Monster Hunter Wilds: Capcom não quis arrancar o clássico da série no PC
Capcom fez o certo com Monster Hunter Wilds no PC: modernizou bastante, mas sem arrancar na marra o que sempre definiu a série. Em entrevista, a equipe explicou que não queria simplesmente remover de uma vez os elementos com que os jogadores já estavam acostumados. E isso bate com a proposta do jogo: adicionar sistemas novos sem desmontar o ritmo clássico da caça, que sempre dependeu de leitura de animação, posicionamento e punição precisa.
No lado mais técnico, Monster Hunter Wilds chegou ao PC em 28 de fevereiro de 2025 e expandiu a fórmula com mapas contínuos, clima dinâmico, a montaria Seikret e o Focus Mode, que ajuda a mirar ataques e explorar feridas abertas nos monstros. Também seguem as 14 classes de arma, com ajustes de fluidez e resposta nos golpes. A promessa da Capcom era evoluir a estrutura sem transformar a franquia em um action genérico, e essa fala do diretor mostra exatamente isso: novidade entra por cima da base, não no lugar dela.
No preço, o jogo estreou lá fora por US$ 69,99, algo perto de R$ 350 em conversão direta, sem contar impostos. Esse detalhe importa porque, quando um estúdio cobra valor cheio e vende “reinvenção”, a gente espera evolução real, não corte preguiçoso de mecânica antiga. Pelo discurso da equipe, Monster Hunter Wilds preferiu o caminho menos exibido e mais inteligente: preservar a memória muscular dos veteranos enquanto encaixa sistemas novos que deixam as caçadas mais legíveis e agressivas.
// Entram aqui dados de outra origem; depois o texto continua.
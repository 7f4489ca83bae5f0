/// Input abstraction: merges keyboard, gamepad and virtual controls into
/// one `ControlFrame` per simulation step.
///
///   - Keyboard: a set of logical keys currently down. A key-down edge
///     (not an auto-repeat) queues the matching one-shot action.
///   - Gamepad: polled once per `consume()` from an injected source;
///     edges come from diffing against the previous poll.
///   - Virtual: axis / held flags set programmatically (touch overlays,
///     scripted drivers, tests).
///
/// Edges are returned exactly once and then cleared.

use std::collections::HashSet;

/// Stick values inside this magnitude read as centred.
pub const GAMEPAD_DEAD_ZONE: f32 = 0.22;

/// Virtual axis values at or below this magnitude do not override.
const VIRTUAL_AXIS_MIN: f32 = 0.05;

/// Logical keys, after the host has mapped physical keys.
#[derive(Clone, Copy, PartialEq, Eq, Hash, Debug)]
pub enum Key {
    Left,
    Right,
    Up,
    Down,
    Jump,
    Action,
    Start,
    Restart,
}

/// One gamepad poll.
#[derive(Clone, Copy, PartialEq, Debug, Default)]
pub struct GamepadState {
    pub connected: bool,
    pub axis_x: f32,
    pub jump: bool,
    pub action: bool,
    pub start: bool,
    pub restart: bool,
    pub down: bool,
}

/// Anything that can report the current gamepad state.
pub trait GamepadSource {
    /// `None` when no pad is available.
    fn poll(&mut self) -> Option<GamepadState>;
}

/// Per-step merged controls.
#[derive(Clone, Copy, PartialEq, Debug, Default)]
pub struct ControlFrame {
    pub axis: f32,
    pub jump_held: bool,
    pub down_held: bool,
    pub jump_pressed: bool,
    pub action_pressed: bool,
    pub start_pressed: bool,
    pub restart_pressed: bool,
}

#[derive(Default)]
pub struct InputController {
    keys_down: HashSet<Key>,
    jump_queued: bool,
    action_queued: bool,
    start_queued: bool,
    restart_queued: bool,
    gamepad: Option<Box<dyn GamepadSource>>,
    prev_pad: GamepadState,
    virtual_axis: f32,
    virtual_jump_held: bool,
    virtual_down_held: bool,
    detached: bool,
}

impl InputController {
    pub fn new() -> Self {
        Self::default()
    }

    pub fn with_gamepad(source: Box<dyn GamepadSource>) -> Self {
        InputController { gamepad: Some(source), ..Self::default() }
    }

    pub fn set_gamepad(&mut self, source: Box<dyn GamepadSource>) {
        if self.detached { return; }
        self.gamepad = Some(source);
        self.prev_pad = GamepadState::default();
    }

    pub fn is_detached(&self) -> bool {
        self.detached
    }

    // ── Keyboard ──

    /// Key went down. Repeats of a key already down queue nothing.
    pub fn key_down(&mut self, key: Key) {
        if self.detached { return; }
        if !self.keys_down.insert(key) { return; }
        match key {
            Key::Jump | Key::Up => self.jump_queued = true,
            Key::Action => self.action_queued = true,
            Key::Start => self.start_queued = true,
            Key::Restart => self.restart_queued = true,
            Key::Left | Key::Right | Key::Down => {}
        }
    }

    pub fn key_up(&mut self, key: Key) {
        if self.detached { return; }
        self.keys_down.remove(&key);
    }

    pub fn is_down(&self, key: Key) -> bool {
        self.keys_down.contains(&key)
    }

    // ── Programmatic ──

    pub fn queue_jump(&mut self) { if !self.detached { self.jump_queued = true; } }
    pub fn queue_action(&mut self) { if !self.detached { self.action_queued = true; } }
    pub fn queue_start(&mut self) { if !self.detached { self.start_queued = true; } }
    pub fn queue_restart(&mut self) { if !self.detached { self.restart_queued = true; } }

    /// Clamped to -1..1; NaN/inf read as 0.
    pub fn set_virtual_axis(&mut self, v: f32) {
        if self.detached { return; }
        self.virtual_axis = if v.is_finite() { v.clamp(-1.0, 1.0) } else { 0.0 };
    }

    pub fn set_virtual_jump_held(&mut self, held: bool) {
        if self.detached { return; }
        self.virtual_jump_held = held;
    }

    pub fn set_virtual_down_held(&mut self, held: bool) {
        if self.detached { return; }
        self.virtual_down_held = held;
    }

    // ── Per step ──

    /// Poll the gamepad, merge every source and hand out pending edges.
    pub fn consume(&mut self) -> ControlFrame {
        if self.detached {
            return ControlFrame::default();
        }

        let pad = self.gamepad.as_mut()
            .and_then(|g| g.poll())
            .filter(|p| p.connected)
            .unwrap_or_default();
        let prev = self.prev_pad;
        self.prev_pad = pad;

        let left = self.is_down(Key::Left);
        let right = self.is_down(Key::Right);
        let mut axis = match (left, right) {
            (true, false) => -1.0,
            (false, true) => 1.0,
            _ => 0.0,
        };
        if axis == 0.0 && pad.axis_x.is_finite() && pad.axis_x.abs() > GAMEPAD_DEAD_ZONE {
            axis = pad.axis_x.clamp(-1.0, 1.0);
        }
        if self.virtual_axis.abs() > VIRTUAL_AXIS_MIN {
            axis = self.virtual_axis;
        }

        let frame = ControlFrame {
            axis,
            jump_held: self.is_down(Key::Jump) || self.is_down(Key::Up) || pad.jump || self.virtual_jump_held,
            down_held: self.is_down(Key::Down) || pad.down || self.virtual_down_held,
            jump_pressed: self.jump_queued || (pad.jump && !prev.jump),
            action_pressed: self.action_queued || (pad.action && !prev.action),
            start_pressed: self.start_queued || (pad.start && !prev.start),
            restart_pressed: self.restart_queued || (pad.restart && !prev.restart),
        };

        self.jump_queued = false;
        self.action_queued = false;
        self.start_queued = false;
        self.restart_queued = false;
        frame
    }

    /// Drop the gamepad, clear all state, ignore further input.
    pub fn detach(&mut self) {
        *self = InputController { detached: true, ..Self::default() };
    }
}

#[cfg(test)]
mod tests {
    use super::*;
    use std::cell::RefCell;
    use std::rc::Rc;

    /// Replays whatever the test last stored.
    struct ScriptedPad(Rc<RefCell<GamepadState>>);

    impl GamepadSource for ScriptedPad {
        fn poll(&mut self) -> Option<GamepadState> {
            Some(*self.0.borrow())
        }
    }

    #[test]
    fn key_down_edge_fires_once() {
        let mut input = InputController::new();
        input.key_down(Key::Jump);
        input.key_down(Key::Jump); // auto-repeat
        let f = input.consume();
        assert!(f.jump_pressed);
        assert!(f.jump_held);
        let f = input.consume();
        assert!(!f.jump_pressed);
        assert!(f.jump_held);

        input.key_up(Key::Jump);
        input.key_down(Key::Jump);
        assert!(input.consume().jump_pressed);
    }

    #[test]
    fn up_doubles_as_jump() {
        let mut input = InputController::new();
        input.key_down(Key::Up);
        let f = input.consume();
        assert!(f.jump_pressed && f.jump_held);
    }

    #[test]
    fn keyboard_axis_beats_pad_virtual_beats_both() {
        let state = Rc::new(RefCell::new(GamepadState { connected: true, axis_x: 0.8, ..Default::default() }));
        let mut input = InputController::with_gamepad(Box::new(ScriptedPad(state.clone())));
        assert_eq!(input.consume().axis, 0.8);

        input.key_down(Key::Left);
        assert_eq!(input.consume().axis, -1.0);

        input.set_virtual_axis(0.5);
        assert_eq!(input.consume().axis, 0.5);

        input.set_virtual_axis(0.0);
        input.key_up(Key::Left);
        state.borrow_mut().axis_x = 0.1; // inside dead zone
        assert_eq!(input.consume().axis, 0.0);
    }

    #[test]
    fn pad_edges_come_from_diffing() {
        let state = Rc::new(RefCell::new(GamepadState { connected: true, ..Default::default() }));
        let mut input = InputController::with_gamepad(Box::new(ScriptedPad(state.clone())));
        assert!(!input.consume().action_pressed);
        state.borrow_mut().action = true;
        assert!(input.consume().action_pressed);
        assert!(!input.consume().action_pressed);
        state.borrow_mut().action = false;
        input.consume();
        state.borrow_mut().action = true;
        assert!(input.consume().action_pressed);
    }

    #[test]
    fn disconnected_pad_is_ignored() {
        let state = Rc::new(RefCell::new(GamepadState { connected: false, jump: true, axis_x: 1.0, ..Default::default() }));
        let mut input = InputController::with_gamepad(Box::new(ScriptedPad(state)));
        let f = input.consume();
        assert_eq!(f, ControlFrame::default());
    }

    #[test]
    fn late_gamepad_starts_from_released() {
        let state = Rc::new(RefCell::new(GamepadState { connected: true, jump: true, ..Default::default() }));
        let mut input = InputController::new();
        input.set_gamepad(Box::new(ScriptedPad(state.clone())));
        assert!(input.consume().jump_pressed);
        assert!(!input.consume().jump_pressed);

        input.detach();
        input.set_gamepad(Box::new(ScriptedPad(state)));
        assert_eq!(input.consume(), ControlFrame::default());
    }

    #[test]
    fn virtual_axis_sanitized() {
        let mut input = InputController::new();
        input.set_virtual_axis(f32::NAN);
        assert_eq!(input.consume().axis, 0.0);
        input.set_virtual_axis(7.0);
        assert_eq!(input.consume().axis, 1.0);
    }

    #[test]
    fn detach_ignores_everything() {
        let mut input = InputController::new();
        input.key_down(Key::Right);
        input.detach();
        input.key_down(Key::Jump);
        input.queue_action();
        input.set_virtual_axis(1.0);
        assert!(input.is_detached());
        assert_eq!(input.consume(), ControlFrame::default());
    }
}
No fim, o sentimento é positivo. Monster Hunter Wilds parece entender que mudar tudo só para parecer novo quase sempre dá ruim. Aqui, a ideia é refinar o que funcionava e empurrar a série para frente sem perder identidade. Resumindo: mudou bastante, mas sem trair a base. E isso, para nós, já é meio caminho andado.